For the sake of simplicity, we can clean up the feature variables and only keep those of interest. It is possible to do this interactively with
cptac <- selectFeatureData(cptac)
or by setting the feature variables of interest.
cptac <- selectFeatureData(cptac,
fcol = c("Proteins",
"Potential.contaminant",
"Reverse",
"Sequence"))
Let’s also add sample annotations:
cptac$group <- rep(c("6A", "6B"), each = 3)

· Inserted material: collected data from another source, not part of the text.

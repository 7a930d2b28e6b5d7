// Copyright (c) 2024-2026 Martin Schröder <info@swedishembedded.com>
//
// SPDX-License-Identifier: Apache-2.0
pub mod cache;
mod engine;
pub mod mock;
mod template;
mod types;

pub use cache::{CacheError, CacheGuard, CacheKey, CacheRegistry, CacheState, PromptCache};
pub use engine::{GenerationRequest, ImageCaptioner, InferenceEngine, TokenStream};
pub use template::{ChatMlTemplate, ChatTemplate};
pub use types::{Role, SamplerParams, ToolSpec, Turn};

cptac$sample <- rep(7:9, 2)
sampleNames(cptac) <- sub("Intensity.", "", sampleNames(cptac))
pData(cptac)
## group sample
## 6A_7 6A 7
## 6A_8 6A 8
## 6A_9 6A 9
## 6B_7 6B 7
## 6B_8 6B 8
## 6B_9 6B 9
table(sel_conts <- fData(cptac)$Potential.contaminant != "+")
##
## FALSE TRUE
## 81 11385
table(sel_rev <- fData(cptac)$Reverse != "+")
##
## FALSE TRUE
## 30 11436
(cptac <- cptac[sel_conts & sel_rev, ])
## MSnSet (storageMode: lockedEnvironment)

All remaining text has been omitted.